ENGLISH football, and British justice, is going down a dangerous cul de sac.

After the Football Association announced an eight-match ban on Luiz Suarez, his Liverpool teammates to a man put on T-shirts to show solidarity with their top scorer. And to mock the FA's condemnation for allegedly using the word 'negrito' during an ill-mannered spat between him and Manchester United's Patrice Evra.

Within hours the Crown Prosecutor in London declared that John Terry, the England captain, must stand trial, accused of using a racist term on Anton Ferdinand two months ago. Terry's club, Chelsea, immediately announced that they were standing by their man.

'The only thing I know,' said Chelsea's coach Andre Villas-Boas, 'is that I will be fully supportive of John Terry, whatever the outcome of the situation.'

This tribal behaviour, the clubs gathering around their accused players, has the drawback of ignorance.

How can the Liverpool players all know whether Suarez, or for that matter Evra, used racially charged terminology in what looked a fiery exchange of ill temper between the two in the goal-mouth at Anfield?

The FA, in typical fashion, held a behind-closed-doors inquiry at a secret location. The panel, led by a barrister, issued the punishment but has yet to give a detailed statement of the 'crime'.

Yet Liverpool, led by Kenny Dalglish, circle their wagons and effectively say whatever he said, Luiz is one of us and we are with him no matter what.

And that, in as many words, is the stance of Villas-Boas.

By now, the whole world is having its say. In Uruguay, the broadcasters and newspaper headline writers blame English arrogance because, says Uruguay, the term 'negrito' can be used affectionately, and not just as a derogatory word, in their society.

One answer to that is Suarez is employed for millions of pounds - in England. He should play by the rules there, just as the Dutch took offence and banned him for biting the shoulder of an opponent when he was captain of Ajax.

I am no apologist for either Terry or Suarez. Both of them have done things that, to say the least, any reasonable parent would not wish their sons or daughters to emulate in the playground.

However, the FA judgment on Suarez is about to be tested on appeal. Terry will plead not guilty. And the nub of both cases could turn on one man's word against another's.

Leave it at that?

Not a chance. By the weekend, Alan Hansen, the BBC pundit and former Liverpool defender, was in hot water.

The Scot had tried to point out that England's league once could be deemed as having a colour bar. But, he added: 'There're a lot of coloured players in all the major teams and there're a lot of coloured players that are probably the best in the Premier League.'

All hell broke loose. The Twitter feeds of luminaries including rap artists and political activists called for Hansen to be sacked in time for Christmas.

The former Tottenham player Rohan Ricketts tweeted: 'Is this Alan Hansen guy taking the f****** p***? I'm not coloured??? He is part of the problem when using that word. We are BLACK, Alan!'

Ricketts might be black. But here's the problem: More than a third of the players in the Premier League are not eligible to play for England. And many of those who are cannot be described as white.
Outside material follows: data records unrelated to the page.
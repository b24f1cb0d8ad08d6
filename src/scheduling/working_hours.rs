use chrono::{Datelike, NaiveDate, NaiveTime, Timelike, Weekday};
use serde::{Deserialize, Serialize};

use crate::error::DomainError;
use crate::scheduling::hhmm;

/// Opening window for a single weekday. `closes_at` is exclusive.
#[derive(Debug, Clone, Copy, PartialEq, Eq, Serialize, Deserialize)]
pub struct DayHours {
    #[serde(with = "hhmm")]
    pub opens_at: NaiveTime,
    #[serde(with = "hhmm")]
    pub closes_at: NaiveTime,
}

impl DayHours {
    pub fn new(opens_at: NaiveTime, closes_at: NaiveTime) -> Result<Self, DomainError> {
        if closes_at <= opens_at {
            return Err(DomainError::validation(format!(
                "closing time {} must be after opening time {}",
                closes_at.format("%H:%M"),
                opens_at.format("%H:%M"),
            )));
        }
        Ok(Self { opens_at, closes_at })
    }

    /// Minutes since midnight, `[open, close)`.
    pub fn minute_bounds(&self) -> (i64, i64) {
        (minute_of_day(self.opens_at), minute_of_day(self.closes_at))
    }

    pub fn fits(&self, start: NaiveTime, duration_min: i64) -> bool {
        let (open, close) = self.minute_bounds();
        let s = i64::from(start.num_seconds_from_midnight());
        s >= open * 60 && s + duration_min * 60 <= close * 60
    }
}

pub fn minute_of_day(t: NaiveTime) -> i64 {
    i64::from(t.num_seconds_from_midnight() / 60)
}

/// Weekly opening hours of a professional, indexed Monday = 0.
/// `None` marks a closed day.
#[derive(Debug, Clone, PartialEq, Eq)]
pub struct WorkingHoursTemplate {
    days: [Option<DayHours>; 7],
}

fn hm(h: u32, m: u32) -> NaiveTime {
    NaiveTime::from_hms_opt(h, m, 0).unwrap_or(NaiveTime::MIN)
}

impl Default for WorkingHoursTemplate {
    /// Mon–Fri 08:00–18:00, Sat 09:00–13:00, Sun closed.
    fn default() -> Self {
        let weekday = Some(DayHours { opens_at: hm(8, 0), closes_at: hm(18, 0) });
        let saturday = Some(DayHours { opens_at: hm(9, 0), closes_at: hm(13, 0) });
        Self {
            days: [weekday, weekday, weekday, weekday, weekday, saturday, None],
        }
    }
}

impl WorkingHoursTemplate {
    pub fn closed() -> Self {
        Self { days: [None; 7] }
    }

    #[cfg(test)]
    pub fn with_day(mut self, weekday: Weekday, hours: Option<DayHours>) -> Self {
        self.days[weekday.num_days_from_monday() as usize] = hours;
        self
    }

    pub fn hours_for(&self, weekday: Weekday) -> Option<DayHours> {
        self.days[weekday.num_days_from_monday() as usize]
    }

    pub fn hours_on(&self, date: NaiveDate) -> Option<DayHours> {
        self.hours_for(date.weekday())
    }

    /// Builds a template from stored `(weekday, opens_at, closes_at)` rows.
    /// A professional with no stored rows gets the default template.
    pub fn from_rows<I>(rows: I) -> Result<Self, DomainError>
    where
        I: IntoIterator<Item = (i16, NaiveTime, NaiveTime)>,
    {
        let mut template = Self::closed();
        let mut any = false;
        for (weekday, opens_at, closes_at) in rows {
            let idx = weekday_index(weekday)?;
            template.days[idx] = Some(DayHours::new(opens_at, closes_at)?);
            any = true;
        }
        Ok(if any { template } else { Self::default() })
    }

    /// Open days as `(weekday, hours)` with Monday = 0, for persistence.
    pub fn to_rows(&self) -> Vec<(i16, DayHours)> {
        self.days
            .iter()
            .enumerate()
            .filter_map(|(i, d)| d.map(|h| (i as i16, h)))
            .collect()
    }
}

pub fn weekday_index(weekday: i16) -> Result<usize, DomainError> {
    if (0..7).contains(&weekday) {
        Ok(weekday as usize)
    } else {
        Err(DomainError::validation(format!(
            "weekday must be 0 (Monday) .. 6 (Sunday), got {weekday}"
        )))
    }
}

#[cfg(test)]
mod tests {
    use super::*;
    use assert_matches::assert_matches;

    #[test]
    fn default_template_matches_office_hours() {
        let t = WorkingHoursTemplate::default();
        assert_eq!(
            t.hours_for(Weekday::Mon),
            Some(DayHours { opens_at: hm(8, 0), closes_at: hm(18, 0) })
        );
        assert_eq!(
            t.hours_for(Weekday::Sat),
            Some(DayHours { opens_at: hm(9, 0), closes_at: hm(13, 0) })
        );
        assert_eq!(t.hours_for(Weekday::Sun), None);
    }

    #[test]
    fn empty_rows_fall_back_to_default() {
        let t = WorkingHoursTemplate::from_rows(Vec::new()).unwrap();
        assert_eq!(t, WorkingHoursTemplate::default());
    }

    #[test]
    fn stored_rows_replace_whole_week() {
        let t = WorkingHoursTemplate::from_rows(vec![(2, hm(14, 0), hm(20, 0))]).unwrap();
        assert_eq!(t.hours_for(Weekday::Mon), None);
        assert_eq!(
            t.hours_for(Weekday::Wed),
            Some(DayHours { opens_at: hm(14, 0), closes_at: hm(20, 0) })
        );
        assert_eq!(t.to_rows().len(), 1);
    }

    #[test]
    fn rejects_inverted_window_and_bad_weekday() {
        assert_matches!(
            WorkingHoursTemplate::from_rows(vec![(0, hm(18, 0), hm(8, 0))]),
            Err(DomainError::Validation(_))
        );
        assert_matches!(
            WorkingHoursTemplate::from_rows(vec![(7, hm(8, 0), hm(9, 0))]),
            Err(DomainError::Validation(_))
        );
    }

    #[test]
    fn fits_respects_exclusive_close() {
        let h = DayHours::new(hm(9, 0), hm(13, 0)).unwrap();
        assert!(h.fits(hm(12, 0), 60));
        assert!(!h.fits(hm(12, 30), 60));
        assert!(!h.fits(hm(8, 30), 30));
    }

    #[test]
    fn serializes_as_hh_mm() {
        let h = DayHours::new(hm(9, 0), hm(13, 30)).unwrap();
        let json = serde_json::to_value(h).unwrap();
        assert_eq!(json["opens_at"], "09:00");
        assert_eq!(json["closes_at"], "13:30");
    }
}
I thought we went through those barriers decades ago. I thought when John Barnes and Cyrille Regis played so wonderfully in the white shirt of England, though neither was born in the country, that England had grown out of the era of judging a man by his skin.

Nowadays, because of their technique and their talent, any man of absolutely any colour is more than welcomed, he is idolised in English football.

The game has done more than anything in our lifetime to promote integration. Of course racism still lurks beneath this harmony. But do you seriously think Suarez, whose grandfather was apparently black and who made his name among Amsterdam's cosmopolitan team is a racist?

Does Terry look like a racist when he hugs Didier Drogba or Daniel Sturridge after one of their goals win him another bonus?

Fifa president Sepp Blatter was condemned in October for suggesting that players who exchange rude words on the field should shake hands and make up at the end of the game.

The Swiss may not have got a lot right this year, but he made sense on this issue.

The alternative is to lose ourselves in political correctness.

Just where and when did we decide that blacks is the acceptable term to describe anyone who isn't white? Hansen's description, coloured players, may not be currently politically correct, but it is more accurate than the generic term blacks.

Or should he just dismiss any player from Asia, any South American of mixed race, any Cape-coloured South African who he wishes to suggest are among the best in the Premier League?

Much of the current confusion spreads from the United States where the word black became preferred when the N word was outlawed. The National Association for the Advancement of Colored People in Maryland, the civil rights group, still has Colored, in its title.

A spokesman explains that is because 'colored' was the most positive description commonly used when the organisation formed in 1909.

It's okay for the NAACP. But it is shocking from a football commentator?